● INSTRUCTIONS TO FOLLOW: The answer must consist of each line below that holds the word "engine", copied as it stands.

(Collected data entries)
----
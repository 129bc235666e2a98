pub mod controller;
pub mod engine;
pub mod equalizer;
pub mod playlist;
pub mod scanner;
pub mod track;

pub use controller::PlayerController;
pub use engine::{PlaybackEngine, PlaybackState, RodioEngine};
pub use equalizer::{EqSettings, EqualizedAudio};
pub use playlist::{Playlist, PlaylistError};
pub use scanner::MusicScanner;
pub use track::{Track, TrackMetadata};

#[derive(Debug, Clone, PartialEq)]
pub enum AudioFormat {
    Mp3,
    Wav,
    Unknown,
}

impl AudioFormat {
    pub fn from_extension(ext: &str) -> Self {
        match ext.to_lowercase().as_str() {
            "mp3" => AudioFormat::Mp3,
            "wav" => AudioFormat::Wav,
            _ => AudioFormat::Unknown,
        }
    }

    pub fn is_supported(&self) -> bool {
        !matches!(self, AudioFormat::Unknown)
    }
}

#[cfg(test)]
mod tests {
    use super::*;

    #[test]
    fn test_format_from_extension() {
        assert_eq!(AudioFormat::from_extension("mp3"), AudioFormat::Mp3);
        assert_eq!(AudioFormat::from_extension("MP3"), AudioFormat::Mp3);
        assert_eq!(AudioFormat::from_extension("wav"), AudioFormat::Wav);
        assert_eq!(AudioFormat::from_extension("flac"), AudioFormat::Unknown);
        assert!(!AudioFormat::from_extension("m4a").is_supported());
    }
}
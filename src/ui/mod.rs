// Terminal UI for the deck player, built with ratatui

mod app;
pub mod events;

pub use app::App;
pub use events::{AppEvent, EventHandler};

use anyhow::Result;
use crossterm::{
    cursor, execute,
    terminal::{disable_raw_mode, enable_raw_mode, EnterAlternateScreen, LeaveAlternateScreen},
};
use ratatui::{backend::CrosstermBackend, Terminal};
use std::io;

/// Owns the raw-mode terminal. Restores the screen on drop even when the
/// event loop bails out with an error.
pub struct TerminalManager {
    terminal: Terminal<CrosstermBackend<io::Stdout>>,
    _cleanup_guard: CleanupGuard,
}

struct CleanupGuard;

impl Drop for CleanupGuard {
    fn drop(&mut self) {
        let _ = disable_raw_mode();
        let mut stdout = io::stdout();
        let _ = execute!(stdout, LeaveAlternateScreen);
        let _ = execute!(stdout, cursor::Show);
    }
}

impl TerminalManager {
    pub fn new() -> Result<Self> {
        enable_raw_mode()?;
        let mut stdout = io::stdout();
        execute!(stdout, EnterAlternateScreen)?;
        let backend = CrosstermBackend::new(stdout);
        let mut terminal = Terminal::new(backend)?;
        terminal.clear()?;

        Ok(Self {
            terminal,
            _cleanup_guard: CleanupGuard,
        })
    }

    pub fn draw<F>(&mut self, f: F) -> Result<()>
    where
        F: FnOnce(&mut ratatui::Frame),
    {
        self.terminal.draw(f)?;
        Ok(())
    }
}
----
● SOLUTION FOR THIS PROBLEM:
pub mod engine;
pub use engine::{PlaybackEngine, PlaybackState, RodioEngine};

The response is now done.